Some lines in the listing may contain the word "bowtie". Say how many, with the number alone.
========
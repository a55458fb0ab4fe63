//! Entity factory: one constructor per body the sandbox can create.
//!
//! Each derives mass and inertia from the shape, registers the body with
//! the world and spawns the entity. Dynamic bodies carry their mass
//! explicitly, so their colliders have zero density.

use glam::Vec2;
use physbox_engine::systems::geometry::{
    centroid, convex_hull, moment_for_box, moment_for_circle, moment_for_polygon,
    moment_for_segment, regular_polygon_vertices, segment_length, signed_area_mass,
};
use physbox_engine::{
    BodyDesc, ColliderDesc, ColliderMaterial, EngineContext, Entity, EntityId, PhysicsError,
    ShapeKind, TextImage,
};
use std::f32::consts::PI;

/// Bounce of everything that moves.
const DYNAMIC_RESTITUTION: f32 = 0.8;
/// Grip of floors, walls and lines.
const GRIP_FRICTION: f32 = 0.9;
/// Half thickness of the floor.
const FLOOR_RADIUS: f32 = 5.0;
/// Distance from the bottom edge of the world to the floor's center line.
const FLOOR_INSET: f32 = 20.0;
/// Width of a hollow circle's ring.
const RING_WIDTH: f32 = 3.0;
/// Mass per unit length of a line.
const SEGMENT_LINEAR_DENSITY: f32 = 0.1;
/// Mass per unit area of a labeled box.
const LABEL_AREA_DENSITY: f32 = 0.01;

fn dynamic_material(friction: f32) -> ColliderMaterial {
    ColliderMaterial {
        restitution: DYNAMIC_RESTITUTION,
        friction,
        density: 0.0,
    }
}

fn static_material() -> ColliderMaterial {
    ColliderMaterial {
        restitution: 0.0,
        friction: GRIP_FRICTION,
        density: 1.0,
    }
}

fn spawn(
    ctx: &mut EngineContext,
    tag: &str,
    shape: ShapeKind,
    desc: BodyDesc,
) -> Result<EntityId, PhysicsError> {
    let id = ctx.next_id();
    let entity = Entity::new(id, shape).with_tag(tag);
    ctx.spawn_with_body(entity, desc)?;
    log::debug!("spawned {tag} {id:?} at {}", ctx.scene.get(id).map_or(Vec2::ZERO, |e| e.pos));
    Ok(id)
}

/// The static floor spanning the world's width near its bottom edge.
pub fn floor(ctx: &mut EngineContext) -> Result<EntityId, PhysicsError> {
    let (width, height) = (ctx.config().world_width, ctx.config().world_height);
    let half = width / 2.0;
    let a = Vec2::new(-half, 0.0);
    let b = Vec2::new(half, 0.0);
    let desc = BodyDesc::fixed(ColliderDesc::Segment { a, b, radius: FLOOR_RADIUS })
        .with_position(Vec2::new(half, height - FLOOR_INSET))
        .with_material(static_material());
    let shape = ShapeKind::Segment { a, b, thickness: FLOOR_RADIUS };
    spawn(ctx, "floor", shape, desc)
}

pub fn circle(ctx: &mut EngineContext, at: Vec2, radius: f32) -> Result<EntityId, PhysicsError> {
    let mass = PI * radius * radius;
    let inertia = moment_for_circle(mass, 0.0, radius);
    let desc = BodyDesc::dynamic(ColliderDesc::Ball { radius })
        .with_position(at)
        .with_material(dynamic_material(0.0))
        .with_mass(mass, inertia);
    spawn(ctx, "circle", ShapeKind::Circle { radius }, desc)
}

/// A line from `start` to `start + offset`, with its body origin at `start`.
pub fn segment(
    ctx: &mut EngineContext,
    start: Vec2,
    offset: Vec2,
    thickness: f32,
) -> Result<EntityId, PhysicsError> {
    let (a, b) = (Vec2::ZERO, offset);
    let mass = segment_length(a, b) * SEGMENT_LINEAR_DENSITY;
    let inertia = moment_for_segment(mass, a, b, thickness);
    let desc = BodyDesc::dynamic(ColliderDesc::Segment { a, b, radius: thickness })
        .with_position(start)
        .with_material(dynamic_material(GRIP_FRICTION))
        .with_mass(mass, inertia);
    spawn(ctx, "segment", ShapeKind::Segment { a, b, thickness }, desc)
}

/// A regular polygon with `sides` vertices on a circle of `radius`.
pub fn polygon(
    ctx: &mut EngineContext,
    at: Vec2,
    sides: u8,
    radius: f32,
) -> Result<EntityId, PhysicsError> {
    let vertices = regular_polygon_vertices(u32::from(sides), radius);
    let mass = signed_area_mass(&vertices);
    let inertia = moment_for_polygon(mass, &vertices);
    let desc = BodyDesc::dynamic(ColliderDesc::ConvexPolygon { points: vertices.clone() })
        .with_position(at)
        .with_material(dynamic_material(0.0))
        .with_mass(mass, inertia);
    spawn(ctx, "polygon", ShapeKind::Polygon { vertices }, desc)
}

/// A ring: the outer circle collides, the inner one is a sensor that only
/// marks the cut-out.
pub fn hollow_circle(ctx: &mut EngineContext, at: Vec2, radius: f32) -> Result<EntityId, PhysicsError> {
    let inner_radius = radius - RING_WIDTH;
    let mass = PI * (radius * radius - inner_radius * inner_radius);
    let inertia = moment_for_circle(mass, inner_radius, radius);
    let desc = BodyDesc::dynamic(ColliderDesc::Ball { radius })
        .with_position(at)
        .with_material(dynamic_material(0.0))
        .with_sensor(ColliderDesc::Ball { radius: inner_radius })
        .with_mass(mass, inertia);
    spawn(ctx, "hollow_circle", ShapeKind::HollowCircle { radius, inner_radius }, desc)
}

/// A box sized to the rasterized `label`, which stays attached for drawing.
pub fn labeled_box(ctx: &mut EngineContext, at: Vec2, label: TextImage) -> Result<EntityId, PhysicsError> {
    let (width, height) = (label.width, label.height);
    let mass = width * height * LABEL_AREA_DENSITY;
    let inertia = moment_for_box(mass, width, height);
    let half_extents = Vec2::new(width / 2.0, height / 2.0);
    let desc = BodyDesc::dynamic(ColliderDesc::Cuboid {
        half_width: half_extents.x,
        half_height: half_extents.y,
    })
    .with_position(at)
    .with_material(dynamic_material(0.0))
    .with_mass(mass, inertia);

    let id = ctx.next_id();
    let entity = Entity::new(id, ShapeKind::LabeledBox { half_extents })
        .with_tag("label")
        .with_label(label);
    ctx.spawn_with_body(entity, desc)?;
    log::debug!("spawned label {id:?} at {at}");
    Ok(id)
}

/// One static wall piece between two world points.
pub fn brush_wall(ctx: &mut EngineContext, a: Vec2, b: Vec2, thickness: f32) -> Result<EntityId, PhysicsError> {
    let desc = BodyDesc::fixed(ColliderDesc::Segment { a, b, radius: thickness })
        .with_material(static_material());
    spawn(ctx, "wall", ShapeKind::Segment { a, b, thickness }, desc)
}

/// A dynamic blob from a freeform outline, positioned at the points'
/// centroid with vertices relative to it. Collides as the outline's convex
/// hull. Collinear outlines are rejected.
pub fn freeform(ctx: &mut EngineContext, points: &[Vec2]) -> Result<EntityId, PhysicsError> {
    let center = centroid(points).ok_or(PhysicsError::DegenerateShape(0))?;
    let vertices: Vec<Vec2> = points.iter().map(|p| *p - center).collect();
    let (mass, inertia) = outline_mass(&vertices);
    let desc = BodyDesc::dynamic(ColliderDesc::ConvexPolygon { points: vertices.clone() })
        .with_position(center)
        .with_material(dynamic_material(0.0))
        .with_mass(mass, inertia);
    spawn(ctx, "freeform", ShapeKind::Polygon { vertices }, desc)
}

/// Area and moment of the outline, or of its hull when the outline crosses
/// itself and its lobes cancel.
fn outline_mass(vertices: &[Vec2]) -> (f32, f32) {
    let mass = signed_area_mass(vertices);
    let inertia = moment_for_polygon(mass, vertices);
    if mass > 0.0 && inertia > 0.0 {
        return (mass, inertia);
    }
    let hull = convex_hull(vertices);
    let mass = signed_area_mass(&hull);
    (mass, moment_for_polygon(mass, &hull))
}

#[cfg(test)]
mod tests {
    use super::*;
    use physbox_engine::{AtlasText, GameConfig, TextRasterizer};
    use proptest::prelude::*;

    fn ctx() -> EngineContext {
        EngineContext::new(&GameConfig::default())
    }

    /// Registered mass and inertia after the world has seen the body once.
    fn mass_props(ctx: &mut EngineContext, id: EntityId) -> (f32, f32) {
        ctx.step_physics();
        let body = ctx.scene.get(id).and_then(|e| e.body.clone()).unwrap();
        (ctx.physics.mass(&body), ctx.physics.inertia(&body))
    }

    #[test]
    fn floor_spans_the_world() {
        let mut ctx = ctx();
        let id = floor(&mut ctx).unwrap();
        let entity = ctx.scene.get(id).unwrap();
        assert_eq!(entity.tag, "floor");
        assert_eq!(entity.pos, Vec2::new(400.0, 580.0));
        assert_eq!(
            entity.shape,
            ShapeKind::Segment {
                a: Vec2::new(-400.0, 0.0),
                b: Vec2::new(400.0, 0.0),
                thickness: 5.0
            }
        );
        assert!(!ctx.physics.is_dynamic(entity.body.as_ref().unwrap()));
    }

    #[test]
    fn circle_mass_is_area() {
        let mut ctx = ctx();
        let id = circle(&mut ctx, Vec2::new(100.0, 100.0), 10.0).unwrap();
        let (mass, inertia) = mass_props(&mut ctx, id);
        assert!((mass - PI * 100.0).abs() < 0.01, "mass {mass}");
        assert!((inertia - PI * 100.0 * 50.0).abs() < 1.0, "inertia {inertia}");
    }

    #[test]
    fn segment_uses_fixed_offset() {
        let mut ctx = ctx();
        let id = segment(&mut ctx, Vec2::new(50.0, 60.0), Vec2::new(50.0, 0.0), 5.0).unwrap();
        let entity = ctx.scene.get(id).unwrap();
        assert_eq!(entity.pos, Vec2::new(50.0, 60.0));
        assert_eq!(
            entity.shape,
            ShapeKind::Segment { a: Vec2::ZERO, b: Vec2::new(50.0, 0.0), thickness: 5.0 }
        );
        assert_eq!(entity.body.as_ref().and_then(|b| b.mass).map(|m| m.mass), Some(5.0));
    }

    #[test]
    fn hollow_circle_inner_is_sensor() {
        let mut ctx = ctx();
        let id = hollow_circle(&mut ctx, Vec2::ZERO, 25.0).unwrap();
        let entity = ctx.scene.get(id).unwrap();
        let body = entity.body.as_ref().unwrap();
        assert_eq!(body.collider_handles.len(), 2);
        assert!(!ctx.physics.is_sensor(body.collider_handles[0]));
        assert!(ctx.physics.is_sensor(body.collider_handles[1]));
        assert_eq!(entity.shape, ShapeKind::HollowCircle { radius: 25.0, inner_radius: 22.0 });
    }

    #[test]
    fn labeled_box_fits_its_text() {
        let mut ctx = ctx();
        let label = AtlasText::default().rasterize("Pusat", 20);
        let (w, h) = (label.width, label.height);
        let id = labeled_box(&mut ctx, Vec2::new(300.0, 100.0), label).unwrap();
        let entity = ctx.scene.get(id).unwrap();
        assert_eq!(entity.shape, ShapeKind::LabeledBox { half_extents: Vec2::new(w / 2.0, h / 2.0) });
        assert_eq!(entity.label.as_ref().map(|l| l.text.as_str()), Some("Pusat"));
        let mass = entity.body.as_ref().and_then(|b| b.mass).unwrap().mass;
        assert!((mass - w * h * 0.01).abs() < 1e-4);
    }

    #[test]
    fn brush_wall_uses_world_endpoints() {
        let mut ctx = ctx();
        let (a, b) = (Vec2::new(10.0, 10.0), Vec2::new(30.0, 40.0));
        let id = brush_wall(&mut ctx, a, b, 5.0).unwrap();
        let entity = ctx.scene.get(id).unwrap();
        assert_eq!(entity.pos, Vec2::ZERO);
        assert_eq!(entity.shape, ShapeKind::Segment { a, b, thickness: 5.0 });
        ctx.step_physics();
        assert_eq!(ctx.scene.get(id).unwrap().pos, Vec2::ZERO, "walls never move");
    }

    #[test]
    fn collinear_freeform_is_rejected() {
        let mut ctx = ctx();
        let line = [Vec2::ZERO, Vec2::new(1.0, 1.0), Vec2::new(2.0, 2.0)];
        assert_eq!(freeform(&mut ctx, &line), Err(PhysicsError::DegenerateShape(3)));
        assert!(ctx.scene.is_empty());
        assert_eq!(ctx.physics.body_count(), 0);
    }

    #[test]
    fn self_crossing_freeform_takes_hull_mass() {
        let mut ctx = ctx();
        let bowtie = [
            Vec2::new(0.0, 0.0),
            Vec2::new(10.0, 10.0),
            Vec2::new(10.0, 0.0),
            Vec2::new(0.0, 10.0),
        ];
        let id = freeform(&mut ctx, &bowtie).unwrap();
        let entity = ctx.scene.get(id).unwrap();
        assert_eq!(entity.pos, Vec2::new(5.0, 5.0));
        assert!(matches!(&entity.shape, ShapeKind::Polygon { vertices } if vertices.len() == 4));
        let props = entity.body.as_ref().and_then(|b| b.mass).unwrap();
        assert_eq!(props.mass, 100.0, "area of the 10 x 10 hull");
        assert!((props.inertia - 100.0 * 200.0 / 12.0).abs() < 0.1, "inertia {}", props.inertia);
    }

    proptest! {
        #[test]
        fn every_spawn_has_positive_mass(radius in 5.0f32..120.0, sides in 3u8..=8) {
            let mut ctx = ctx();
            let at = Vec2::new(400.0, 200.0);
            let label = AtlasText::default().rasterize("Pusat", (radius * 0.8) as u32);
            let ids = [
                circle(&mut ctx, at, radius).unwrap(),
                segment(&mut ctx, at, Vec2::new(50.0, 0.0), radius / 5.0).unwrap(),
                polygon(&mut ctx, at, sides, radius).unwrap(),
                hollow_circle(&mut ctx, at, radius).unwrap(),
                labeled_box(&mut ctx, at, label).unwrap(),
            ];
            for id in ids {
                let props = ctx.scene.get(id).and_then(|e| e.body.as_ref()).and_then(|b| b.mass).unwrap();
                prop_assert!(props.mass > 0.0 && props.inertia > 0.0, "{:?}", props);
            }
        }

        #[test]
        fn freeform_vertices_reconstruct_points(
            raw in prop::collection::vec((0.0f32..800.0, 0.0f32..600.0), 3..24)
        ) {
            let points: Vec<Vec2> = raw.iter().map(|&(x, y)| Vec2::new(x, y)).collect();
            // Self-crossing outlines included; only near-collinear ones are skipped.
            prop_assume!(signed_area_mass(&convex_hull(&points)) > 100.0);
            let mut ctx = ctx();
            let id = freeform(&mut ctx, &points).unwrap();
            let entity = ctx.scene.get(id).unwrap();
            let ShapeKind::Polygon { vertices } = &entity.shape else {
                panic!("freeform must be a polygon");
            };
            prop_assert_eq!(vertices.len(), points.len());
            for (v, p) in vertices.iter().zip(&points) {
                prop_assert!((*v + entity.pos).distance(*p) < 1e-2);
            }
        }
    }
}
========
=== YOUR RESPONSE ===
2